The next day, the photo at the top of page one was of Tommy Zeigler hiding his face behind a blanket as he was taken into custody.

*

Peter de Manio, a circuit court judge, read the charges against Zeigler at a special proceedings held on the 30th in his hospital room.  The Sentinel Star described him as “ashen-faced” when he listened to the accusations. 

 “Zeigler showed no emotion as the judge spoke,” wrote reporter Paul Jenkins.  “His eyes remained fixed on de Manio and he did not glance around the tiny hospital room crammed with newsmen, court clerks, and sheriff’s deputies.”

In the accompanying photograph Zeigler appeared impassive, stolid: perhaps stunned.  De Manio asked him if he understood the charges against him, and Zeigler whispered, “Yes.”  De Manio explained that the penalty for each of the four counts was life imprisonment, or death.

On that day, the question of a death sentence was moot.  Not since 1964 had the state executed anyone in its electric chair at Florida State Prison.  In 1972, the U.S. Supreme Court had declared the state’s death penalty to be unconstitutional.
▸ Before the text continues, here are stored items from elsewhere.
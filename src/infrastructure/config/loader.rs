//! Layered configuration loading and validation.

use std::path::Path;

use anyhow::{Context, Result};
use figment::providers::{Env, Format, Serialized, Yaml};
use figment::Figment;
use thiserror::Error;

use crate::domain::models::config::Config;

/// Environment variable consulted when `llm.api_key` is not configured.
pub const API_KEY_ENV: &str = "ANTHROPIC_API_KEY";

/// A configuration value outside its allowed range.
#[derive(Error, Debug, PartialEq)]
#[error("invalid {key} = {value}: {rule}")]
pub struct ConfigError {
    /// Dotted key, e.g. `retry.max_attempts`.
    pub key: &'static str,
    /// Offending value as written.
    pub value: String,
    /// Constraint the value broke.
    pub rule: &'static str,
}

fn check(ok: bool, key: &'static str, value: impl ToString, rule: &'static str) -> Result<(), ConfigError> {
    if ok {
        Ok(())
    } else {
        Err(ConfigError {
            key,
            value: value.to_string(),
            rule,
        })
    }
}

const LOG_LEVELS: [&str; 5] = ["trace", "debug", "info", "warn", "error"];
const LOG_FORMATS: [&str; 2] = ["json", "pretty"];
const LOG_ROTATIONS: [&str; 3] = ["daily", "hourly", "never"];

/// Configuration loader with hierarchical merging
pub struct ConfigLoader;

impl ConfigLoader {
    /// Load configuration with hierarchical merging
    ///
    /// Precedence (lowest to highest):
    /// 1. Programmatic defaults (Serialized)
    /// 2. .rehearse/config.yaml (project config)
    /// 3. .rehearse/local.yaml (project local overrides, optional)
    /// 4. Environment variables (REHEARSE_* prefix, `__` separates sections)
    pub fn load() -> Result<Config> {
        let figment = Figment::new()
            .merge(Serialized::defaults(Config::default()))
            .merge(Yaml::file(".rehearse/config.yaml"))
            .merge(Yaml::file(".rehearse/local.yaml"))
            .merge(Env::prefixed("REHEARSE_").split("__"));
        Self::finish(figment)
    }

    /// Load configuration from a specific file instead of the project files.
    /// Environment variables still take precedence over the file.
    pub fn load_from_file(path: impl AsRef<Path>) -> Result<Config> {
        let path = path.as_ref();
        if !path.exists() {
            anyhow::bail!("config file {} does not exist", path.display());
        }
        let figment = Figment::new()
            .merge(Serialized::defaults(Config::default()))
            .merge(Yaml::file(path))
            .merge(Env::prefixed("REHEARSE_").split("__"));
        Self::finish(figment)
            .with_context(|| format!("Failed to load config from {}", path.display()))
    }

    fn finish(figment: Figment) -> Result<Config> {
        let mut config: Config = figment
            .extract()
            .context("Failed to extract configuration from figment")?;

        if config.llm.api_key.is_none() {
            config.llm.api_key = std::env::var(API_KEY_ENV)
                .ok()
                .filter(|key| !key.trim().is_empty());
        }

        Self::validate(&config)?;
        Ok(config)
    }

    /// Range checks that serde cannot express.
    pub fn validate(config: &Config) -> Result<(), ConfigError> {
        let db = &config.database;
        check(!db.path.is_empty(), "database.path", "\"\"", "must not be empty")?;
        check(db.max_connections >= 1, "database.max_connections", db.max_connections, "must be at least 1")?;

        let log = &config.logging;
        check(LOG_LEVELS.contains(&log.level.as_str()), "logging.level", &log.level, "expected trace, debug, info, warn or error")?;
        check(LOG_FORMATS.contains(&log.format.as_str()), "logging.format", &log.format, "expected json or pretty")?;
        check(LOG_ROTATIONS.contains(&log.rotation.as_str()), "logging.rotation", &log.rotation, "expected daily, hourly or never")?;

        let limit = &config.rate_limit;
        check(limit.requests_per_second > 0.0, "rate_limit.requests_per_second", limit.requests_per_second, "must be positive")?;
        check(limit.burst_size >= 1, "rate_limit.burst_size", limit.burst_size, "must be at least 1")?;

        let retry = &config.retry;
        check(retry.max_attempts >= 1, "retry.max_attempts", retry.max_attempts, "must be at least 1")?;
        check(
            retry.initial_delay_ms <= retry.max_delay_ms,
            "retry.initial_delay_ms",
            retry.initial_delay_ms,
            "must not exceed retry.max_delay_ms",
        )?;
        check(retry.multiplier >= 1.0, "retry.multiplier", retry.multiplier, "must be at least 1.0")?;

        check(config.run.max_turns >= 1, "run.max_turns", config.run.max_turns, "must be at least 1")?;
        check(config.run.max_parallel >= 1, "run.max_parallel", config.run.max_parallel, "must be at least 1")?;
        check(
            config.repair.max_iterations >= 1,
            "repair.max_iterations",
            config.repair.max_iterations,
            "must be at least 1",
        )
    }
}
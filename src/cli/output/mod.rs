//! Output formatting utilities for the CLI.
//!
//! Every command result implements [`CommandOutput`] and is rendered either
//! as human-readable text or as JSON, depending on `--json`.

pub mod progress;
pub mod table;

use serde::Serialize;

pub use progress::{create_spinner, RunProgress};
pub use table::TableFormatter;

/// Result of a command, printable as text or JSON.
pub trait CommandOutput: Serialize {
    fn to_human(&self) -> String;
    fn to_json(&self) -> serde_json::Value;
}

/// Print `result` as pretty JSON or human-readable text.
pub fn output<T: CommandOutput>(result: &T, json_mode: bool) {
    if json_mode {
        println!(
            "{}",
            serde_json::to_string_pretty(&result.to_json()).unwrap_or_default()
        );
    } else {
        println!("{}", result.to_human());
    }
}

/// Truncate a string to at most `max_len` characters, appending "..." if
/// truncated.
pub fn truncate(s: &str, max_len: usize) -> String {
    if s.chars().count() <= max_len {
        s.to_string()
    } else {
        let kept: String = s.chars().take(max_len.saturating_sub(3)).collect();
        format!("{kept}...")
    }
}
But the state was preparing to argue otherwise.  In the spring, Florida would ask the Supreme Court to uphold a sentence of death against Charles William Proffitt, a thirty-year-old warehouseman convicted of murdering a high school wrestling coach during a burglary.  The decision, when it was announced in July, would have huge implications for the nearly seventy men who still remained on Death Row, and for Tommy Zeigler.